Dienstag, 12. August 2014

11.08.2014 137km (1285km) Kaltene

Gestern Abend war ich in Ventspils nach einem längeren Stadtspaziergang zum Abendbrot bei einem Chinesen gelandet. War nicht ganz happy mit der Entscheidung - bin dann aber doch da draußen sitzen geblieben. Chicken Curry, Kartoffeln mit Auberginen und Reis. Und Bier natürlich. Danach war ich noch kurz vorm Hotel auf ein zweites Absackerbier :). Gegen 23 Uhr war ich dann im Zimmer. Pünktlich sieben Uhr war ich dann heute zum Frühstück, das sogar ganz gut war. Eigentlich waren nur alte deutsche Gäste dort - und die kleine Gruppe frühpensionierter Radfahrer, die von Memel aus 400km bis Ventspils geradelt waren.
Beim Verlassen der Stadt habe ich mich kurz verfahren: erst bin ich nach Karte und Navigation mit dem Smartphone gefahren - habe mich dann aber von einem Wegweiser irritieren lassen, der mich wieder zur Hauptstraße zurück führte. So habe ich das Recht ansehnliche Neubaugebiet umrundet. An einem See am Rande der Stadt, wo der Radweg endete, versuchte ich mein Rad zu schrauben. Am Gepäckträger hatte sich eine Schraube gelöst - mein Inbusschlüssel ear aber zu lang und sperrig, um die richtig fest zu bekommen. Jedenfalls der Grund für die knirschenden Geräusche. Ab dem See bin ich dann straff in die Pedale getreten. Irgendwo etwa 20km vor Kolka hatte ich die Straße verlassen - obwohl ich dort heute so perfekt und super schnell auf dem Asphalt und der sehr verkehrsarmen Straße immer im Wald vorankam. Dort sollte ein Radweg in Küstennähe verlaufen. Irgendwo hielt ich erst einmal in einem Supermarkt für Getränke, Kekse und einen Kaffee. Da merke ich schon, dass ich es etwas übertrieben hatte beim Radeln. Ich entschied mich für schieben mit den Füßen im Wasser. Da tat gut. Später ließ es sich sogar herrlich da Auf dem Sand 20km radeln - ein wunderbares Gefühl: so lange immer ganz nah am Wasser und nur wenige Leute am Strand - oft gar keine. Ich mache dann immer mal Abstecher in die Dörfer. Im ersten fand ich eine Schutzhütte, in der ich den ersten Gewitterguss beim kurzen aber intensiven Mittagsschlaf mit hochgelegten Füßen faul verpennte. Ich kam problemlos bis zum Kap Kolka - dort konnte ich noch kurz einen Aussichtsturm besteigen - dann suchte ich mir was für den erneut aufziehenden Regen. Ich fand einen Imbissstand, der überdachte Sitzgelegenheiten hatte. Bei Soljanka, Pommes und Bratwurst mit Kraut überstand ich so die zwei Stunden Regen. Zwei junge Mädels bedienten und die Mutter kochte in der Hexenküche im Kessel und grillte Schaschliks.

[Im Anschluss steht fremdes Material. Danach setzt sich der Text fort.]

//! Reusable function bodies, each with its own graph and evaluation context.

use log::{debug, warn};
use std::cell::{Cell, RefCell};
use std::collections::HashMap;
use std::fmt;
use std::rc::Rc;
use std::sync::atomic::{AtomicU64, Ordering};

use super::graph::Graph;
use super::node::{GraphNode, NodeId};
use super::parameter::ParameterMap;
use super::value::Value;
use crate::config::EvalConfig;
use crate::error::{EvalError, ExecError};
use crate::evaluation::context::EvalContext;
use crate::evaluation::prepared::PreparedGraph;
use crate::plugin::node_definitions::function::placeholder_behavior;
use crate::plugin::node_definitions::graph::output_behavior;

static NEXT_REVISION: AtomicU64 = AtomicU64::new(1);

fn next_revision() -> u64 {
    NEXT_REVISION.fetch_add(1, Ordering::Relaxed)
}

/// Result of [`FunctionDef::prepare`].
#[derive(Debug, Clone, Copy, PartialEq, Eq)]
pub enum BodyStatus {
    Unchanged,
    Changed,
    /// The body is already being prepared further up the stack (recursion).
    Reentrant,
}

/// A named function: a body graph with parameter placeholders and an output.
pub struct FunctionDef {
    name: String,
    graph: RefCell<Graph>,
    context: RefCell<EvalContext>,
    snapshot: RefCell<Option<Rc<PreparedGraph>>>,
    parameters: Vec<NodeId>,
    output: NodeId,
    revision: Cell<u64>,
}

impl FunctionDef {
    fn new(name: &str, arity: usize, config: EvalConfig) -> Result<Self, EvalError> {
        let mut graph = Graph::new(name);
        let mut parameters = Vec::with_capacity(arity);
        for index in 0..arity {
            let placeholder = GraphNode::new(
                &format!("input{}", index),
                "function.input",
                0,
                ParameterMap::new().with("default", Value::None),
                placeholder_behavior(),
            );
            parameters.push(graph.add_node(placeholder)?);
        }
        let output = graph.add_node(GraphNode::new(
            "output",
            "graph.output",
            1,
            ParameterMap::new(),
            output_behavior(),
        ))?;

        let mut context = EvalContext::new(config);
        context.add_destiny(output);

        Ok(Self {
            name: name.to_string(),
            graph: RefCell::new(graph),
            context: RefCell::new(context),
            snapshot: RefCell::new(None),
            parameters,
            output,
            revision: Cell::new(next_revision()),
        })
    }

    pub fn name(&self) -> &str {
        &self.name
    }

    pub fn arity(&self) -> usize {
        self.parameters.len()
    }

    /// Placeholder node of parameter `index`.
    pub fn parameter(&self, index: usize) -> Option<NodeId> {
        self.parameters.get(index).copied()
    }

    pub fn output(&self) -> NodeId {
        self.output
    }

    /// Changes whenever the body changes; invoke nodes compare it to decide
    /// whether their cached result is stale.
    pub fn revision(&self) -> u64 {
        self.revision.get()
    }

    /// Edit the body graph.
    pub fn edit<R>(
        &self,
        f: impl FnOnce(&mut Graph) -> Result<R, EvalError>,
    ) -> Result<R, EvalError> {
        let mut graph = self
            .graph
            .try_borrow_mut()
            .map_err(|_| EvalError::busy(format!("function {} is in use", self.name)))?;
        f(&mut graph)
    }

    /// Read the body graph.
    pub fn with_graph<R>(&self, f: impl FnOnce(&Graph) -> R) -> Result<R, EvalError> {
        let graph = self
            .graph
            .try_borrow()
            .map_err(|_| EvalError::busy(format!("function {} is being edited", self.name)))?;
        Ok(f(&graph))
    }

    /// Value a placeholder yields when the body is evaluated on its own.
    pub fn set_default(&self, index: usize, value: Value) -> Result<(), EvalError> {
        let placeholder = self.parameter(index).ok_or_else(|| {
            EvalError::invalid(format!("{} has no parameter {}", self.name, index))
        })?;
        self.edit(|graph| graph.set_parameter(placeholder, "default", value))
    }

    /// Prepare the body in its own context and refresh the snapshot handed
    /// to callers. Bumps the revision when anything in the body changed.
    pub fn prepare(&self) -> Result<BodyStatus, EvalError> {
        let Ok(mut context) = self.context.try_borrow_mut() else {
            return Ok(BodyStatus::Reentrant);
        };
        let mut graph = self
            .graph
            .try_borrow_mut()
            .map_err(|_| EvalError::busy(format!("function {} is being edited", self.name)))?;

        let changed = context.prepare(&mut *graph)?;
        *self.snapshot.borrow_mut() = context.prepared_graph();
        if changed {
            self.revision.set(next_revision());
            debug!("Function {} changed, revision {}", self.name, self.revision.get());
            Ok(BodyStatus::Changed)
        } else {
            Ok(BodyStatus::Unchanged)
        }
    }

    /// Prepared body for running in a caller's frame.
    pub fn snapshot(&self) -> Result<Rc<PreparedGraph>, EvalError> {
        if let Some(snapshot) = self.snapshot.borrow().as_ref() {
            return Ok(snapshot.clone());
        }
        self.prepare()?;
        self.snapshot
            .borrow()
            .clone()
            .ok_or_else(|| EvalError::malformed(format!("function {} could not be prepared", self.name)))
    }

    /// Evaluate the body in its own context, placeholders yielding their defaults.
    pub fn evaluate_standalone(&self) -> Result<Value, EvalError> {
        // Recursive bodies read the snapshot while the context is borrowed.
        self.prepare()?;
        let mut context = self
            .context
            .try_borrow_mut()
            .map_err(|_| EvalError::busy(format!("function {} is in use", self.name)))?;
        let mut graph = self
            .graph
            .try_borrow_mut()
            .map_err(|_| EvalError::busy(format!("function {} is being edited", self.name)))?;

        let report = context.evaluate(&mut *graph)?;
        *self.snapshot.borrow_mut() = context.prepared_graph();
        if let Some(failure) = report.failure {
            return Err(EvalError::Execution(failure.error));
        }
        if let Some(message) = context.message_of(self.output) {
            return Err(EvalError::Execution(ExecError::source(message)));
        }
        Ok(context.cached_value(self.output).cloned().unwrap_or_default())
    }
}

impl fmt::Debug for FunctionDef {
    fn fmt(&self, f: &mut fmt::Formatter<'_>) -> fmt::Result {
        f.debug_struct("FunctionDef")
            .field("name", &self.name)
            .field("arity", &self.parameters.len())
            .field("output", &self.output)
            .field("revision", &self.revision.get())
            .finish_non_exhaustive()
    }
}

/// All functions known to one document.
#[derive(Default)]
pub struct FunctionLibrary {
    config: EvalConfig,
    functions: RefCell<HashMap<String, Rc<FunctionDef>>>,
}

impl FunctionLibrary {
    pub fn new(config: EvalConfig) -> Self {
        Self {
            config,
            functions: RefCell::new(HashMap::new()),
        }
    }

    /// Create a function with `arity` parameters. The name is made unique by
    /// bumping a numeric suffix (`f`, `f1`, `f2`, ...).
    pub fn define(&self, name: &str, arity: usize) -> Result<Rc<FunctionDef>, EvalError> {
        if name.is_empty() {
            return Err(EvalError::invalid("function name must not be empty"));
        }
        let unique = {
            let functions = self.functions.borrow();
            let mut candidate = name.to_string();
            while functions.contains_key(&candidate) {
                candidate = increase_suffix(&candidate);
            }
            candidate
        };
        if unique != name {
            warn!("Function {} already exists, defining {} instead", name, unique);
        }

        let function = Rc::new(FunctionDef::new(&unique, arity, self.config.clone())?);
        self.functions
            .borrow_mut()
            .insert(unique, function.clone());
        Ok(function)
    }

    pub fn get(&self, name: &str) -> Option<Rc<FunctionDef>> {
        self.functions.borrow().get(name).cloned()
    }

    pub fn remove(&self, name: &str) -> Option<Rc<FunctionDef>> {
        self.functions.borrow_mut().remove(name)
    }

    pub fn names(&self) -> Vec<String> {
        let mut names: Vec<String> = self.functions.borrow().keys().cloned().collect();
        names.sort();
        names
    }
}

/// `f` -> `f1`, `f1` -> `f2`, `f9` -> `f10`.
fn increase_suffix(name: &str) -> String {
    let stem = name.trim_end_matches(|c: char| c.is_ascii_digit());
    let digits = &name[stem.len()..];
    let next = digits.parse::<u64>().map(|n| n + 1).unwrap_or(1);
    format!("{}{}", stem, next)
}

#[cfg(test)]
mod tests {
    use super::*;

    #[test]
    fn test_increase_suffix() {
        assert_eq!(increase_suffix("f"), "f1");
        assert_eq!(increase_suffix("f1"), "f2");
        assert_eq!(increase_suffix("add9"), "add10");
    }

    #[test]
    fn test_define_makes_names_unique() {
        let library = FunctionLibrary::default();
        let first = library.define("square", 1).unwrap();
        let second = library.define("square", 1).unwrap();

        assert_eq!(first.name(), "square");
        assert_eq!(second.name(), "square1");
        assert_eq!(library.names(), vec!["square", "square1"]);
    }

    #[test]
    fn test_body_has_placeholders_and_output() {
        let library = FunctionLibrary::default();
        let function = library.define("f", 2).unwrap();
        assert_eq!(function.arity(), 2);

        let names = function
            .with_graph(|graph| {
                graph
                    .node_order()
                    .iter()
                    .map(|id| graph.node_name(*id).to_string())
                    .collect::<Vec<_>>()
            })
            .unwrap();
        assert_eq!(names, vec!["input0", "input1", "output"]);
    }

    #[test]
    fn test_prepare_bumps_revision_only_on_change() {
        let library = FunctionLibrary::default();
        let function = library.define("f", 1).unwrap();
        let initial = function.revision();

        assert_eq!(function.prepare().unwrap(), BodyStatus::Changed);
        let prepared = function.revision();
        assert_ne!(prepared, initial);

        assert_eq!(function.prepare().unwrap(), BodyStatus::Unchanged);
        assert_eq!(function.revision(), prepared);

        function.set_default(0, Value::Integer(3)).unwrap();
        assert_eq!(function.prepare().unwrap(), BodyStatus::Changed);
    }
}
//! Executor variants: how one node turns inputs and parameters into a value.

use std::rc::{Rc, Weak};

use super::context::EvalContext;
use crate::error::ExecError;
use crate::model::function::FunctionLibrary;
use crate::model::node::NodeId;
use crate::model::parameter::ParameterMap;
use crate::model::value::Value;

/// Computes one node's output. Executors pull their inputs through the
/// context, which caches the results.
pub trait Executor {
    fn execute(&self, parameters: &ParameterMap, context: &mut EvalContext)
    -> Result<Value, ExecError>;
}

pub type ImmediateFn = Rc<dyn Fn(&[Value], &ParameterMap) -> Result<Value, ExecError>>;
pub type DeferredFn = Rc<dyn Fn(&mut InputFetcher<'_>, &ParameterMap) -> Result<Value, ExecError>>;
pub type AdvancedFn = Rc<dyn Fn(NodeId, &ParameterMap, &mut EvalContext) -> Result<Value, ExecError>>;

/// Pulls every input in slot order, then runs the node logic.
/// Unconnected inputs arrive as `Value::None`.
pub struct Immediate {
    node: NodeId,
    logic: ImmediateFn,
}

impl Immediate {
    pub fn new(node: NodeId, logic: ImmediateFn) -> Self {
        Self { node, logic }
    }
}

impl Executor for Immediate {
    fn execute(
        &self,
        parameters: &ParameterMap,
        context: &mut EvalContext,
    ) -> Result<Value, ExecError> {
        let count = context.input_count(self.node);
        let mut inputs = Vec::with_capacity(count);
        for slot in 0..count {
            inputs.push(context.fetch_input(self.node, slot)?);
        }
        (self.logic)(&inputs, parameters)
    }
}

/// Lets node logic decide which inputs to pull.
pub struct InputFetcher<'a> {
    node: NodeId,
    context: &'a mut EvalContext,
}

impl<'a> InputFetcher<'a> {
    pub fn new(node: NodeId, context: &'a mut EvalContext) -> Self {
        Self { node, context }
    }

    pub fn len(&self) -> usize {
        self.context.input_count(self.node)
    }

    pub fn is_empty(&self) -> bool {
        self.len() == 0
    }

    pub fn is_connected(&self, slot: usize) -> bool {
        self.context.is_input_connected(self.node, slot)
    }

    pub fn fetch(&mut self, slot: usize) -> Result<Value, ExecError> {
        self.context.fetch_input(self.node, slot)
    }

    /// Record that `slot` was deliberately not pulled, so changes upstream of
    /// it do not dirty this node.
    pub fn ignore(&mut self, slot: usize) {
        self.context.ignore_input(self.node, slot);
    }
}

pub struct Deferred {
    node: NodeId,
    logic: DeferredFn,
}

impl Deferred {
    pub fn new(node: NodeId, logic: DeferredFn) -> Self {
        Self { node, logic }
    }
}

impl Executor for Deferred {
    fn execute(
        &self,
        parameters: &ParameterMap,
        context: &mut EvalContext,
    ) -> Result<Value, ExecError> {
        let mut fetcher = InputFetcher::new(self.node, context);
        (self.logic)(&mut fetcher, parameters)
    }
}

/// Full access to the context.
pub struct Advanced {
    node: NodeId,
    logic: AdvancedFn,
}

impl Advanced {
    pub fn new(node: NodeId, logic: AdvancedFn) -> Self {
        Self { node, logic }
    }
}

impl Executor for Advanced {
    fn execute(
        &self,
        parameters: &ParameterMap,
        context: &mut EvalContext,
    ) -> Result<Value, ExecError> {
        (self.logic)(self.node, parameters, context)
    }
}

/// Returns another node's result verbatim.
pub struct Portal {
    source: NodeId,
}

impl Portal {
    pub fn new(source: NodeId) -> Self {
        Self { source }
    }
}

impl Executor for Portal {
    fn execute(&self, _: &ParameterMap, context: &mut EvalContext) -> Result<Value, ExecError> {
        context.get_result(self.source)
    }
}

/// Returns the value flowing into `slot` of `node`.
pub struct FetchInput {
    node: NodeId,
    slot: usize,
}

impl FetchInput {
    pub fn new(node: NodeId, slot: usize) -> Self {
        Self { node, slot }
    }
}

impl Executor for FetchInput {
    fn execute(&self, _: &ParameterMap, context: &mut EvalContext) -> Result<Value, ExecError> {
        context.fetch_input(self.node, self.slot)
    }
}

/// Returns a fixed value. Function parameter placeholders use this; calls
/// seed the placeholder's cache entry directly, so the stored value is only
/// seen when a body is evaluated on its own.
pub struct ValueCache {
    value: Value,
}

impl ValueCache {
    pub fn new(value: Value) -> Self {
        Self { value }
    }
}

impl Executor for ValueCache {
    fn execute(&self, _: &ParameterMap, _: &mut EvalContext) -> Result<Value, ExecError> {
        Ok(self.value.clone())
    }
}

/// Calls a function from the library: pulls the arguments, seeds the
/// callee's placeholders in a fresh frame and pulls the callee's output.
pub struct FunctionCall {
    node: NodeId,
    function: String,
    library: Weak<FunctionLibrary>,
}

impl FunctionCall {
    pub fn new(node: NodeId, function: &str, library: Weak<FunctionLibrary>) -> Self {
        Self {
            node,
            function: function.to_string(),
            library,
        }
    }
}

impl Executor for FunctionCall {
    fn execute(&self, _: &ParameterMap, context: &mut EvalContext) -> Result<Value, ExecError> {
        let library = self
            .library
            .upgrade()
            .ok_or_else(|| ExecError::failure("function library is gone"))?;
        let function = library.get(&self.function).ok_or_else(|| {
            ExecError::source(format!("function '{}' is not defined", self.function))
        })?;

        let count = function.arity().min(context.input_count(self.node));
        let mut arguments = Vec::with_capacity(count);
        for slot in 0..count {
            // Unconnected arguments fall back to the placeholder's default.
            if !context.is_input_connected(self.node, slot) {
                continue;
            }
            let value = context.fetch_input(self.node, slot)?;
            if let Some(placeholder) = function.parameter(slot) {
                arguments.push((placeholder, value));
            }
        }

        let body = function.snapshot()?;
        context.invoke(body, &arguments, function.output())
    }
}
pub mod timing;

Ab da ging es wieder flott voran, sodass ich gegen 20.15 Uhr nach drei erfolglosen versuchen die Unterkunft für 20€ fand. Hier wie an so vielen Orten in Lettland gibt es schöne alte Häuschen am Meer - teilweise mit Seeblick kaum 100m vom Strand entfernt. Sowas müsste man sich als Alterssitz zulegen! Teilweise werden die alten Katen saniert, teils wird traditionell mit Holz - aber modernen Elementen neu gebaut. Klar, dass keiner in den alten windschiefen Blockhäusern Leben will. ABER schön anzusehen sind die schon.

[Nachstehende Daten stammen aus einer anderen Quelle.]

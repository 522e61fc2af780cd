//! Node type definitions for the data-flow graph.

use std::fmt;
use std::rc::Rc;

use super::behavior::NodeBehavior;
use crate::model::connection::PinDefinition;
use crate::model::parameter::ParameterMap;

/// Category of a node type.
#[derive(Debug, Clone, Copy, PartialEq, Eq, Hash)]
pub enum NodeCategory {
    /// Constants, lists and conversions
    Data,
    /// Arithmetic (add, multiply, sum, etc.)
    Math,
    /// Logic/control flow (switch, compare, etc.)
    Logic,
    /// String manipulation
    Text,
    /// Subgraph plumbing (output, input proxies)
    Graph,
    /// Function parameters and calls
    Function,
}

impl fmt::Display for NodeCategory {
    fn fmt(&self, f: &mut fmt::Formatter<'_>) -> fmt::Result {
        let s = match self {
            NodeCategory::Data => "Data",
            NodeCategory::Math => "Math",
            NodeCategory::Logic => "Logic",
            NodeCategory::Text => "Text",
            NodeCategory::Graph => "Graph",
            NodeCategory::Function => "Function",
        };
        write!(f, "{}", s)
    }
}

pub type BehaviorFactory = Rc<dyn Fn() -> Rc<dyn NodeBehavior>>;

/// Definition of a node type, registered in the [`NodeRegistry`](super::registry::NodeRegistry).
///
/// Node instances are `GraphNode`s created from this: the input pins give
/// the input count, the default parameters seed the parameter map and the
/// factory supplies a fresh behavior per instance.
#[derive(Clone)]
pub struct NodeTypeDefinition {
    /// Unique type identifier (e.g. "math.add", "logic.switch")
    pub type_id: String,
    /// Human-readable name (e.g. "Add")
    pub display_name: String,
    pub category: NodeCategory,
    pub description: String,
    pub inputs: Vec<PinDefinition>,
    pub default_parameters: ParameterMap,
    pub behavior: BehaviorFactory,
}

impl NodeTypeDefinition {
    pub fn new(
        type_id: &str,
        display_name: &str,
        category: NodeCategory,
        behavior: impl Fn() -> Rc<dyn NodeBehavior> + 'static,
    ) -> Self {
        Self {
            type_id: type_id.to_string(),
            display_name: display_name.to_string(),
            category,
            description: String::new(),
            inputs: Vec::new(),
            default_parameters: ParameterMap::new(),
            behavior: Rc::new(behavior),
        }
    }

    pub fn with_description(mut self, desc: &str) -> Self {
        self.description = desc.to_string();
        self
    }

    pub fn with_inputs(mut self, inputs: Vec<PinDefinition>) -> Self {
        self.inputs = inputs;
        self
    }

    pub fn with_parameters(mut self, parameters: ParameterMap) -> Self {
        self.default_parameters = parameters;
        self
    }

    pub fn create_behavior(&self) -> Rc<dyn NodeBehavior> {
        (self.behavior)()
    }
}

impl fmt::Debug for NodeTypeDefinition {
    fn fmt(&self, f: &mut fmt::Formatter<'_>) -> fmt::Result {
        f.debug_struct("NodeTypeDefinition")
            .field("type_id", &self.type_id)
            .field("display_name", &self.display_name)
            .field("category", &self.category)
            .field("inputs", &self.inputs)
            .field("default_parameters", &self.default_parameters)
            .finish_non_exhaustive()
    }
}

Nach dem duschen habe ich noch einen kleinen Strandspaziergang gemacht. Auf der Bank vor dem Haus mit einem Pfefferminztee (statt Bier heute) habe ich meinen Blog geschrieben. Morgen sind es wieder so 130km bis Riga. Da würde ich wieder zwischen Nächte bleiben, wenn ich morgen abends ankommen kann.